**What you have to do**
Every record shown below should be duplicated exactly.

Saved entries:
-------
// Copyright 2023 Google LLC
//
// Licensed under the Apache License, Version 2.0 (the "License");
// you may not use this file except in compliance with the License.
// You may obtain a copy of the License at
//
//      http://www.apache.org/licenses/LICENSE-2.0
//
// Unless required by applicable law or agreed to in writing, software
// distributed under the License is distributed on an "AS IS" BASIS,
// WITHOUT WARRANTIES OR CONDITIONS OF ANY KIND, either express or implied.
// See the License for the specific language governing permissions and
// limitations under the License.

//! Handling of the individual strings found in a document.

use crate::catalog::Translator;
use crate::{pot, Config, ExtractionMode};
use std::io::{self, Write};

/// Escape `text` for use as a `msgid` in a template.
///
/// Double quotes are escaped and the text is split into continuation
/// lines after each newline. Everything else is kept as is.
///
/// # Examples
///
/// ```
/// use doc_i18n_tool::strings::escape_msgid;
///
/// assert_eq!(
///     escape_msgid("He said \"hi\"\nBye"),
///     "He said \\\"hi\\\"\\n\"\n\"Bye"
/// );
/// ```
pub fn escape_msgid(text: &str) -> String {
    let mut escaped = String::with_capacity(text.len());
    for ch in text.chars() {
        match ch {
            '\n' => escaped.push_str("\\n\"\n\""),
            '"' => escaped.push_str("\\\""),
            _ => escaped.push(ch),
        }
    }
    escaped
}

/// Turns the text of a node into a template entry or a translation,
/// depending on the [`ExtractionMode`].
pub struct StringProcessor<'a, W> {
    config: &'a Config,
    translator: &'a dyn Translator,
    output: W,
    entries: usize,
}

impl<'a, W: Write> StringProcessor<'a, W> {
    pub fn new(config: &'a Config, translator: &'a dyn Translator, output: W) -> Self {
        Self {
            config,
            translator,
            output,
            entries: 0,
        }
    }

    pub fn config(&self) -> &'a Config {
        self.config
    }

    /// Number of template entries written so far.
    pub fn entries(&self) -> usize {
        self.entries
    }

    pub fn into_output(self) -> W {
        self.output
    }

    /// Process the text `raw` found at `source_file:lineno`.
    ///
    /// When translating, the translated text is returned. When
    /// emitting a template, an entry is written to the output and
    /// `None` is returned. Empty and blank strings are not treated
    /// specially.
    pub fn process(
        &mut self,
        raw: &str,
        source_file: &str,
        lineno: usize,
    ) -> io::Result<Option<String>> {
        match self.config.mode {
            ExtractionMode::Translate => Ok(Some(String::from(self.translator.translate(raw)))),
            ExtractionMode::EmitTemplate => {
                let file_name = self.config.file_name(source_file);
                pot::write_entry(&mut self.output, file_name, lineno, &escape_msgid(raw))?;
                self.entries += 1;
                Ok(None)
            }
        }
    }

    /// Write the template header when emitting a template.
    pub fn begin_document(&mut self, source_file: &str) -> io::Result<()> {
        match self.config.mode {
            ExtractionMode::Translate => Ok(()),
            ExtractionMode::EmitTemplate => {
                pot::write_header(&mut self.output, self.config.file_name(source_file))
            }
        }
    }
}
-------
**Task solution**
// Copyright 2023 Google LLC
//
// Licensed under the Apache License, Version 2.0 (the "License");
// you may not use this file except in compliance with the License.
// You may obtain a copy of the License at
//
//      http://www.apache.org/licenses/LICENSE-2.0
//
// Unless required by applicable law or agreed to in writing, software
// distributed under the License is distributed on an "AS IS" BASIS,
// WITHOUT WARRANTIES OR CONDITIONS OF ANY KIND, either express or implied.
// See the License for the specific language governing permissions and
// limitations under the License.

//! Handling of the individual strings found in a document.

use crate::catalog::Translator;
use crate::{pot, Config, ExtractionMode};
use std::io::{self, Write};

/// Escape `text` for use as a `msgid` in a template.
///
/// Double quotes are escaped and the text is split into continuation
/// lines after each newline. Everything else is kept as is.
///
/// # Examples
///
/// ```
/// use doc_i18n_tool::strings::escape_msgid;
///
/// assert_eq!(
///     escape_msgid("He said \"hi\"\nBye"),
///     "He said \\\"hi\\\"\\n\"\n\"Bye"
/// );
/// ```
pub fn escape_msgid(text: &str) -> String {
    let mut escaped = String::with_capacity(text.len());
    for ch in text.chars() {
        match ch {
            '\n' => escaped.push_str("\\n\"\n\""),
            '"' => escaped.push_str("\\\""),
            _ => escaped.push(ch),
        }
    }
    escaped
}

/// Turns the text of a node into a template entry or a translation,
/// depending on the [`ExtractionMode`].
pub struct StringProcessor<'a, W> {
    config: &'a Config,
    translator: &'a dyn Translator,
    output: W,
    entries: usize,
}

impl<'a, W: Write> StringProcessor<'a, W> {
    pub fn new(config: &'a Config, translator: &'a dyn Translator, output: W) -> Self {
        Self {
            config,
            translator,
            output,
            entries: 0,
        }
    }

    pub fn config(&self) -> &'a Config {
        self.config
    }

    /// Number of template entries written so far.
    pub fn entries(&self) -> usize {
        self.entries
    }

    pub fn into_output(self) -> W {
        self.output
    }

    /// Process the text `raw` found at `source_file:lineno`.
    ///
    /// When translating, the translated text is returned. When
    /// emitting a template, an entry is written to the output and
    /// `None` is returned. Empty and blank strings are not treated
    /// specially.
    pub fn process(
        &mut self,
        raw: &str,
        source_file: &str,
        lineno: usize,
    ) -> io::Result<Option<String>> {
        match self.config.mode {
            ExtractionMode::Translate => Ok(Some(String::from(self.translator.translate(raw)))),
            ExtractionMode::EmitTemplate => {
                let file_name = self.config.file_name(source_file);
                pot::write_entry(&mut self.output, file_name, lineno, &escape_msgid(raw))?;
                self.entries += 1;
                Ok(None)
            }
        }
    }

    /// Write the template header when emitting a template.
    pub fn begin_document(&mut self, source_file: &str) -> io::Result<()> {
        match self.config.mode {
            ExtractionMode::Translate => Ok(()),
            ExtractionMode::EmitTemplate => {
                pot::write_header(&mut self.output, self.config.file_name(source_file))
            }
        }
    }
}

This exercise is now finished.